CEL-SCI Corporation (NYSE Amex: CVM) announced today data from its Phase II clinical studies which showed that its lead drug Multikine was able to lower cholesterol in studies involving 120 head and neck cancer patients. The studies were primarily designed to determine the safety and efficacy of the drug in head and neck cancer patients. However, a meta-analysis of the pooled clinical data from the four clinical trials showed the reduction of total cholesterol following treatment with Multikine to be highly statistically significant (p<0.0001). This result was achieved without affecting the levels of AST/ALT (liver enzymes) or having any other severe adverse effects related to Multikine in these patients.
Unlike the liver toxicity seen with the widely prescribed cholesterol-lowering drugs called statins (e.g. Lipitor, Zocor, Mevacor), patients undergoing treatment with Multikine showed no liver toxicity while achieving reduction in total cholesterol levels. Most of the patients were treated with Multikine for 2 or 3 weeks, but some of them were treated for up to 24 weeks.
A meta-analysis is a statistical procedure to combine a number of existing studies. Through such a procedure, effects which are hard or impossible to discern in the original smaller studies can be made visible as the meta-analysis is, in the ideal case, equivalent to a single study with the combined size of all the original studies.
The Company expects its ongoing Phase III trial, which is the largest study ever conducted in head and neck cancer, to generate additional data on the effect that Multikine has on lowering cholesterol.

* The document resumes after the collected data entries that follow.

//! Owns one recurring timer per monitored website and drives the check
//! pipeline from it.

use std::sync::{Arc, Weak};
use std::time::Duration;

use dashmap::DashMap;
use futures::future::join_all;
use tokio::sync::{oneshot, OwnedSemaphorePermit, Semaphore};
use tokio::task::JoinHandle;
use tokio::time::{interval_at, Instant, MissedTickBehavior};
use tracing::{debug, error, info, warn};

use super::pipeline::{CheckOutcome, CheckPipeline, CommitLock};
use super::MonitorError;
use crate::db::entities::website;

/// Checks allowed in flight per website before further ones are dropped.
pub const DEFAULT_MAX_IN_FLIGHT: usize = 10;

struct TimerHandle {
    handle: JoinHandle<()>,
    shutdown_tx: oneshot::Sender<()>,
    interval_seconds: u64,
}

/// Concurrency state for one website, shared by its timer, manual checks and
/// every run still in flight. It outlives unregister and reschedule so the
/// cap and the commit order hold across timer replacements.
struct TargetSlot {
    permits: Arc<Semaphore>,
    commit_lock: CommitLock,
}

struct SchedulerInner {
    pipeline: Arc<CheckPipeline>,
    timers: DashMap<i32, TimerHandle>,
    slots: DashMap<i32, Arc<TargetSlot>>,
    max_in_flight: usize,
}

impl SchedulerInner {
    fn slot(&self, website_id: i32) -> Arc<TargetSlot> {
        self.slots
            .entry(website_id)
            .or_insert_with(|| {
                Arc::new(TargetSlot {
                    permits: Arc::new(Semaphore::new(self.max_in_flight)),
                    commit_lock: CommitLock::default(),
                })
            })
            .value()
            .clone()
    }

    fn stop_timer(&self, website_id: i32) -> bool {
        match self.timers.remove(&website_id) {
            Some((_, timer)) => {
                let _ = timer.shutdown_tx.send(());
                true
            }
            None => false,
        }
    }

    /// Drops everything kept for a website that no longer exists. The slot
    /// stays while other checks still hold permits; the last one to finish
    /// removes it.
    fn forget_deleted(&self, website_id: i32) {
        if self.stop_timer(website_id) {
            info!(website_id, "Website no longer exists, timer cancelled.");
        }
        self.slots.remove_if(&website_id, |_, slot| {
            slot.permits.available_permits() == self.max_in_flight
        });
    }
}

#[derive(Clone)]
pub struct TargetScheduler {
    inner: Arc<SchedulerInner>,
}

impl TargetScheduler {
    pub fn new(pipeline: Arc<CheckPipeline>, max_in_flight: usize) -> Self {
        Self {
            inner: Arc::new(SchedulerInner {
                pipeline,
                timers: DashMap::new(),
                slots: DashMap::new(),
                max_in_flight: max_in_flight.max(1),
            }),
        }
    }

    /// Registers every stored website. Returns how many were registered.
    pub async fn start(&self) -> Result<usize, MonitorError> {
        let websites = self.inner.pipeline.store().list_targets().await?;
        for website in &websites {
            self.register(website);
        }
        info!(count = websites.len(), "Scheduler started.");
        Ok(websites.len())
    }

    /// Starts the website's timer. The first check runs one interval from
    /// now. Registering an already registered website replaces its timer.
    pub fn register(&self, website: &website::Model) {
        let interval_seconds = if website.checking_interval < 1 {
            warn!(
                website_id = website.id,
                checking_interval = website.checking_interval,
                "Checking interval below one second, using one second."
            );
            1
        } else {
            website.checking_interval as u64
        };
        self.start_timer(website.id, interval_seconds);
    }

    /// Cancels the website's timer. Checks already running are not
    /// interrupted. Returns false if the website was not registered.
    pub fn unregister(&self, website_id: i32) -> bool {
        let removed = self.inner.stop_timer(website_id);
        if removed {
            info!(website_id, "Website unregistered.");
        }
        removed
    }

    /// Replaces the website's timer with one firing every `interval_seconds`.
    pub fn reschedule(&self, website_id: i32, interval_seconds: i32) {
        let interval_seconds = interval_seconds.max(1) as u64;
        self.start_timer(website_id, interval_seconds);
        info!(website_id, interval_seconds, "Website rescheduled.");
    }

    /// Runs a check outside the timer cadence, subject to the same in-flight
    /// cap as timer checks.
    pub async fn run_check_now(&self, website_id: i32) -> Result<CheckOutcome, MonitorError> {
        let existing = self.inner.slots.get(&website_id).map(|slot| slot.value().clone());
        let slot = match existing {
            Some(slot) => slot,
            None => {
                if self.inner.pipeline.store().find_target(website_id).await?.is_none() {
                    return Err(MonitorError::WebsiteNotFound(website_id));
                }
                self.inner.slot(website_id)
            }
        };
        let permit = slot
            .permits
            .clone()
            .try_acquire_owned()
            .map_err(|_| MonitorError::Busy(website_id))?;
        let scheduler = Arc::downgrade(&self.inner);
        run_with_permit(&self.inner.pipeline, &scheduler, website_id, &slot, permit).await
    }

    /// Checks every stored website once, concurrently.
    pub async fn run_check_all(
        &self,
    ) -> Result<Vec<(i32, Result<CheckOutcome, MonitorError>)>, MonitorError> {
        let websites = self.inner.pipeline.store().list_targets().await?;
        let checks = websites.iter().map(|website| async move {
            (website.id, self.run_check_now(website.id).await)
        });
        Ok(join_all(checks).await)
    }

    pub fn registered_ids(&self) -> Vec<i32> {
        let mut ids: Vec<i32> = self.inner.timers.iter().map(|entry| *entry.key()).collect();
        ids.sort_unstable();
        ids
    }

    pub fn interval_of(&self, website_id: i32) -> Option<u64> {
        self.inner
            .timers
            .get(&website_id)
            .map(|timer| timer.interval_seconds)
    }

    /// Cancels every timer and waits for the timer tasks to exit. Checks
    /// already running finish on their own.
    pub async fn shutdown(&self) {
        let ids: Vec<i32> = self.inner.timers.iter().map(|entry| *entry.key()).collect();
        for website_id in ids {
            if let Some((_, timer)) = self.inner.timers.remove(&website_id) {
                let _ = timer.shutdown_tx.send(());
                if let Err(e) = timer.handle.await {
                    error!(website_id, error = %e, "Timer task ended abnormally.");
                }
            }
        }
        info!("Scheduler stopped.");
    }

    fn start_timer(&self, website_id: i32, interval_seconds: u64) {
        self.inner.stop_timer(website_id);

        let slot = self.inner.slot(website_id);
        let pipeline = self.inner.pipeline.clone();
        let scheduler = Arc::downgrade(&self.inner);
        let (shutdown_tx, mut shutdown_rx) = oneshot::channel::<()>();
        let period = Duration::from_secs(interval_seconds);

        let handle = tokio::spawn(async move {
            let mut ticker = interval_at(Instant::now() + period, period);
            ticker.set_missed_tick_behavior(MissedTickBehavior::Delay);
            loop {
                tokio::select! {
                    biased;
                    _ = &mut shutdown_rx => break,
                    _ = ticker.tick() => {
                        dispatch(&pipeline, &scheduler, website_id, &slot);
                    }
                }
            }
            debug!(website_id, "Timer stopped.");
        });

        self.inner.timers.insert(
            website_id,
            TimerHandle {
                handle,
                shutdown_tx,
                interval_seconds,
            },
        );
        debug!(website_id, interval_seconds, "Timer started.");
    }
}

/// Runs the pipeline while holding `permit`. The permit is released before a
/// deleted website is forgotten so its slot can be seen idle.
async fn run_with_permit(
    pipeline: &CheckPipeline,
    scheduler: &Weak<SchedulerInner>,
    website_id: i32,
    slot: &TargetSlot,
    permit: OwnedSemaphorePermit,
) -> Result<CheckOutcome, MonitorError> {
    let result = pipeline.run(website_id, &slot.commit_lock).await;
    drop(permit);
    if let Err(MonitorError::WebsiteNotFound(_)) = result {
        if let Some(scheduler) = scheduler.upgrade() {
            scheduler.forget_deleted(website_id);
        }
    }
    result
}

/// Spawns one pipeline run unless the website is at its in-flight cap.
fn dispatch(
    pipeline: &Arc<CheckPipeline>,
    scheduler: &Weak<SchedulerInner>,
    website_id: i32,
    slot: &Arc<TargetSlot>,
) {
    let permit = match slot.permits.clone().try_acquire_owned() {
        Ok(permit) => permit,
        Err(_) => {
            warn!(website_id, "Too many checks in flight, dropping this tick.");
            return;
        }
    };

    let pipeline = pipeline.clone();
    let scheduler = scheduler.clone();
    let slot = slot.clone();
    tokio::spawn(async move {
        match run_with_permit(&pipeline, &scheduler, website_id, &slot, permit).await {
            Ok(outcome) => debug!(website_id, status = outcome.status, "Scheduled check finished."),
            Err(MonitorError::WebsiteNotFound(_)) => {
                warn!(website_id, "Scheduled check for a website that no longer exists.")
            }
            Err(e) => error!(website_id, error = %e, "Scheduled check failed."),
        }
    });
}
use serde::{Deserialize, Serialize};

/// Subject and body templates for status-change emails. Rendered with tera;
/// `{{ name }}` and `{{ url }}` are available.
#[derive(Debug, Clone, PartialEq, Eq, Serialize, Deserialize)]
#[serde(default)]
pub struct NotificationTemplates {
    pub up_subject: String,
    pub up_body: String,
    pub down_subject: String,
    pub down_body: String,
}

impl Default for NotificationTemplates {
    fn default() -> Self {
        Self {
            up_subject: "Website {{ name }} is back up".to_string(),
            up_body: "The website {{ name }} is now back up. URL: {{ url }}".to_string(),
            down_subject: "Website {{ name }} is down".to_string(),
            down_body: "The website {{ name }} is currently down. URL: {{ url }}".to_string(),
        }
    }
}

/// A rendered message ready for a sender.
#[derive(Debug, Clone, PartialEq, Eq)]
pub struct OutgoingMessage {
    pub to: String,
    pub subject: String,
    pub body: String,
}
use async_trait::async_trait;
use tracing::info;

use super::{NotificationSender, SenderError};

/// Writes notifications to the log instead of delivering them. Used when no
/// SMTP relay is configured.
#[derive(Debug, Default, Clone, Copy)]
pub struct LogSender;

#[async_trait]
impl NotificationSender for LogSender {
    async fn send(&self, to: &str, subject: &str, body: &str) -> Result<(), SenderError> {
        info!(to, subject, body, "Notification (SMTP not configured, logged only).");
        Ok(())
    }

    fn channel_name(&self) -> &str {
        "log"
    }
}
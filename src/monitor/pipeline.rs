//! One check of one website: probe, decide, commit, notify.

use std::sync::atomic::{AtomicU64, Ordering};
use std::sync::Arc;

use chrono::Utc;
use tokio::sync::Mutex;
use tracing::{debug, error, warn};

use super::gate::Latches;
use super::probes::{DomainExpiryProbe, HttpProbe, TlsExpiryProbe};
use super::transition::{NotificationDecision, SUCCESS_STATUS};
use super::MonitorError;
use crate::db::store::{CheckCommit, ExpiryUpdate, TargetStore};
use crate::notifications::NotificationService;

/// What a single check observed and decided.
#[derive(Debug, Clone, PartialEq, Eq)]
pub struct CheckOutcome {
    pub website_id: i32,
    pub status: i32,
    pub prev_status: Option<i32>,
    pub decision: NotificationDecision,
    pub history_recorded: bool,
    /// A notification was handed to the sender and accepted.
    pub notified: bool,
}

/// Serializes the commits of one website's checks.
///
/// Every run takes a ticket before its probes start, so tickets order
/// observations even when the commits land in a different order.
#[derive(Debug, Default)]
pub struct CommitLock {
    tickets: AtomicU64,
    /// Ticket of the newest observation whose expiries are stored.
    newest_expiry: Mutex<Option<u64>>,
}

impl CommitLock {
    fn ticket(&self) -> u64 {
        self.tickets.fetch_add(1, Ordering::SeqCst)
    }
}

pub struct CheckPipeline {
    store: Arc<dyn TargetStore>,
    http: Arc<dyn HttpProbe>,
    tls: Arc<dyn TlsExpiryProbe>,
    domain: Arc<dyn DomainExpiryProbe>,
    notifications: NotificationService,
}

impl CheckPipeline {
    pub fn new(
        store: Arc<dyn TargetStore>,
        http: Arc<dyn HttpProbe>,
        tls: Arc<dyn TlsExpiryProbe>,
        domain: Arc<dyn DomainExpiryProbe>,
        notifications: NotificationService,
    ) -> Self {
        Self {
            store,
            http,
            tls,
            domain,
            notifications,
        }
    }

    pub fn store(&self) -> &Arc<dyn TargetStore> {
        &self.store
    }

    /// Checks `website_id` once.
    ///
    /// The probes run concurrently and outside `commit_lock`. The lock covers
    /// re-reading the stored state, applying the latches and committing, so
    /// concurrent runs for one website chain `prev_status` and `status` in
    /// commit order. Expiries follow observation order instead: a run whose
    /// probes started before those of an already committed run keeps the
    /// stored expiries. The notification goes out only after the commit
    /// succeeded; a failed commit leaves the stored state untouched for the
    /// next tick to re-evaluate.
    pub async fn run(
        &self,
        website_id: i32,
        commit_lock: &CommitLock,
    ) -> Result<CheckOutcome, MonitorError> {
        let ticket = commit_lock.ticket();
        let website = self
            .store
            .find_target(website_id)
            .await?
            .ok_or(MonitorError::WebsiteNotFound(website_id))?;

        let (status, ssl_result, domain_result) = tokio::join!(
            self.http.probe(&website.url),
            self.tls.probe(&website.url),
            self.domain.probe(&website.url),
        );

        let ssl_expiry = ssl_result.unwrap_or_else(|e| {
            warn!(website_id, url = %website.url, error = %e, "TLS expiry probe failed, clearing stored expiry.");
            None
        });
        let domain_expiry = match domain_result {
            Ok(expiry) => ExpiryUpdate::Set(expiry),
            Err(e) => {
                warn!(website_id, url = %website.url, error = %e, "Domain expiry probe failed, keeping stored expiry.");
                ExpiryUpdate::Keep
            }
        };

        let (current, commit, decision) = {
            let mut newest_expiry = commit_lock.newest_expiry.lock().await;
            let current = self
                .store
                .find_target(website_id)
                .await?
                .ok_or(MonitorError::WebsiteNotFound(website_id))?;

            let superseded = newest_expiry.is_some_and(|newest| newest > ticket);
            let (ssl_expiry, domain_expiry) = if superseded {
                debug!(website_id, ticket, "Newer expiries already stored, keeping them.");
                (current.ssl_expiry, ExpiryUpdate::Keep)
            } else {
                (ssl_expiry, domain_expiry)
            };

            let gate = Latches::of(&current).observe(current.status, status);
            let commit = CheckCommit {
                website_id,
                status,
                prev_status: current.status,
                up_notified: gate.latches.up_notified,
                down_notified: gate.latches.down_notified,
                ssl_expiry,
                domain_expiry,
                checked_at: Utc::now(),
                record_history: status != SUCCESS_STATUS,
            };

            if let Err(e) = self.store.commit_check(&commit).await {
                error!(website_id, error = %e, "Failed to commit check result; will retry on the next tick.");
                return Err(e.into());
            }
            if !superseded {
                *newest_expiry = Some(ticket);
            }
            (current, commit, gate.decision)
        };

        debug!(
            website_id,
            status = commit.status,
            prev_status = ?commit.prev_status,
            history = commit.record_history,
            "Website checked."
        );

        let mut notified = false;
        if let Some(change) = decision.change() {
            match current.notification_recipient() {
                Some(to) => {
                    notified = self
                        .notifications
                        .notify_status_change(to, &current, change)
                        .await;
                }
                None => debug!(website_id, ?change, "Notifications disabled, latch updated only."),
            }
        }

        Ok(CheckOutcome {
            website_id,
            status: commit.status,
            prev_status: commit.prev_status,
            decision,
            history_recorded: commit.record_history,
            notified,
        })
    }
}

The study is run in 9 countries and partnered with Teva Pharmaceuticals and Orient Europharma. This Phase III clinical trial is an open-label, randomized, controlled, multi-center study designed to determine if Multikine administered prior to current standard of care (Surgery plus Radiotherapy or Surgery plus Concurrent Radiochemotherapy) used for treatment naive subjects with Advanced Primary Squamous Cell Carcinoma of the Oral Cavity/Soft Palate (Head and Neck cancer) will result in an increased overall rate of survival versus the subjects treated with standard of care only. It will also be the first trial in which immunotherapy will be administered before any other traditional means of care are attempted.
The goal of this study is to establish Multikine as a first-line standard of care therapy in treating newly diagnosed head and neck cancer patients. The trial is called "IT-MATTERS," an acronym for: Immunotherapy Multikine Anti Tumor Treatments.
The "proof of concept" Phase II clinical trial of Multikine demonstrated the product was safe and well-tolerated and eliminated tumors in 12% of the subjects less than a month into treatment. The Multikine treatment regimen was also shown to kill, on average, about half of the cancer cells in the subjects' tumors before the start of standard therapy. Follow-up studies of subjects enrolled in the "proof of concept" Phase II trial showed a 33% improvement in the survival rate of those treated with Multikine at a median of three and a half years following surgery. The U.S. Food and Drug Administration granted orphan drug status to Multikine in the neoadjuvant therapy of patients with squamous cell carcinoma of the head and neck.